Dataset excerpts

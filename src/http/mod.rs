//! HTTP primitives: request/response types, the handler trait, and
//! the middleware chain they compose into.

pub mod extensions;
pub mod handler;
pub mod request;
pub mod response;

pub use extensions::Extensions;
pub use handler::{Handler, Middleware, MiddlewareChain};
pub use request::{Request, RequestBuilder};
pub use response::Response;
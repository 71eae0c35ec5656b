//! TeamMember endpoints, exposed under `/api/users/`.
//!
//! Members live outside any project scope: the same person can be
//! staffed on work packages across projects, so these handlers only
//! need the caller to be authenticated.

use async_trait::async_trait;
use sqlx::SqlitePool;

use crate::error::Result;
use crate::http::{Handler, Request, Response};
use crate::serializers::{TeamMemberPatch, TeamMemberSerializer, validate_payload};
use crate::store;
use crate::views::{deleted, item_id, method_not_allowed, require_auth};

const NOT_FOUND: &str = "User not found.";

pub struct MemberCollection {
	pool: SqlitePool,
}

impl MemberCollection {
	pub fn new(pool: SqlitePool) -> Self {
		Self { pool }
	}
}

#[async_trait]
impl Handler for MemberCollection {
	async fn handle(&self, request: Request) -> Result<Response> {
		require_auth(&request)?;
		match request.method.as_str() {
			"GET" => {
				let members = store::members::list(&self.pool).await?;
				Response::ok().with_json(&members)
			}
			"POST" => {
				let payload: TeamMemberSerializer = request.json()?;
				validate_payload(&payload)?;
				let created = store::members::create(&self.pool, &payload.name, payload.wage).await?;
				Response::created().with_json(&created)
			}
			_ => Err(method_not_allowed(&request.method)),
		}
	}
}

pub struct MemberItem {
	pool: SqlitePool,
}

impl MemberItem {
	pub fn new(pool: SqlitePool) -> Self {
		Self { pool }
	}
}

#[async_trait]
impl Handler for MemberItem {
	async fn handle(&self, request: Request) -> Result<Response> {
		require_auth(&request)?;
		let id = item_id(&request, NOT_FOUND)?;

		match request.method.as_str() {
			"GET" => {
				let member = store::members::get(&self.pool, id).await?;
				Response::ok().with_json(&member)
			}
			"PUT" => {
				let payload: TeamMemberSerializer = request.json()?;
				validate_payload(&payload)?;
				let updated =
					store::members::update(&self.pool, id, &payload.name, payload.wage).await?;
				Response::ok().with_json(&updated)
			}
			"PATCH" => {
				let stored = store::members::get(&self.pool, id).await?;
				let patch: TeamMemberPatch = request.json()?;
				validate_payload(&patch)?;

				let name = patch.name.unwrap_or(stored.name);
				let wage = patch.wage.unwrap_or(stored.wage);
				let updated = store::members::update(&self.pool, id, &name, wage).await?;
				Response::ok().with_json(&updated)
			}
			"DELETE" => {
				store::members::delete(&self.pool, id).await?;
				deleted("User")
			}
			_ => Err(method_not_allowed(&request.method)),
		}
	}
}
//! planboard server binary.

use anyhow::Context;
use tracing_subscriber::EnvFilter;

use planboard::conf::{DEV_SECRET_KEY, Settings};
use planboard::server::HttpServer;

#[tokio::main]
async fn main() -> anyhow::Result<()> {
	let settings = Settings::from_env().context("failed to load settings")?;

	tracing_subscriber::fmt()
		.with_env_filter(
			EnvFilter::try_new(&settings.log_filter).unwrap_or_else(|_| EnvFilter::new("info")),
		)
		.init();

	if settings.secret_key == DEV_SECRET_KEY {
		tracing::warn!(
			"PLANBOARD_SECRET_KEY is not set; tokens are signed with the insecure development default"
		);
	}

	let pool = planboard::store::connect(&settings.database_url)
		.await
		.context("failed to open the database")?;

	let app = planboard::build_app(pool, &settings);

	let addr = settings.bind_addr().parse().context("invalid bind address")?;
	HttpServer::new(app).listen(addr).await?;

	Ok(())
}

**EXERCISE DETAILS**
Would you copy exactly the lines from the one that contains "let wage = patch.wage.unwrap_or(stored.wage);" through the final line of the records above, including both?

**SOLUTION BELOW**
				let wage = patch.wage.unwrap_or(stored.wage);
				let updated = store::members::update(&self.pool, id, &name, wage).await?;
				Response::ok().with_json(&updated)
			}
			"DELETE" => {
				store::members::delete(&self.pool, id).await?;
				deleted("User")
			}
			_ => Err(method_not_allowed(&request.method)),
		}
	}
}
//! planboard server binary.

use anyhow::Context;
use tracing_subscriber::EnvFilter;

use planboard::conf::{DEV_SECRET_KEY, Settings};
use planboard::server::HttpServer;

#[tokio::main]
async fn main() -> anyhow::Result<()> {
	let settings = Settings::from_env().context("failed to load settings")?;

	tracing_subscriber::fmt()
		.with_env_filter(
			EnvFilter::try_new(&settings.log_filter).unwrap_or_else(|_| EnvFilter::new("info")),
		)
		.init();

	if settings.secret_key == DEV_SECRET_KEY {
		tracing::warn!(
			"PLANBOARD_SECRET_KEY is not set; tokens are signed with the insecure development default"
		);
	}

	let pool = planboard::store::connect(&settings.database_url)
		.await
		.context("failed to open the database")?;

	let app = planboard::build_app(pool, &settings);

	let addr = settings.bind_addr().parse().context("invalid bind address")?;
	HttpServer::new(app).listen(addr).await?;

	Ok(())
}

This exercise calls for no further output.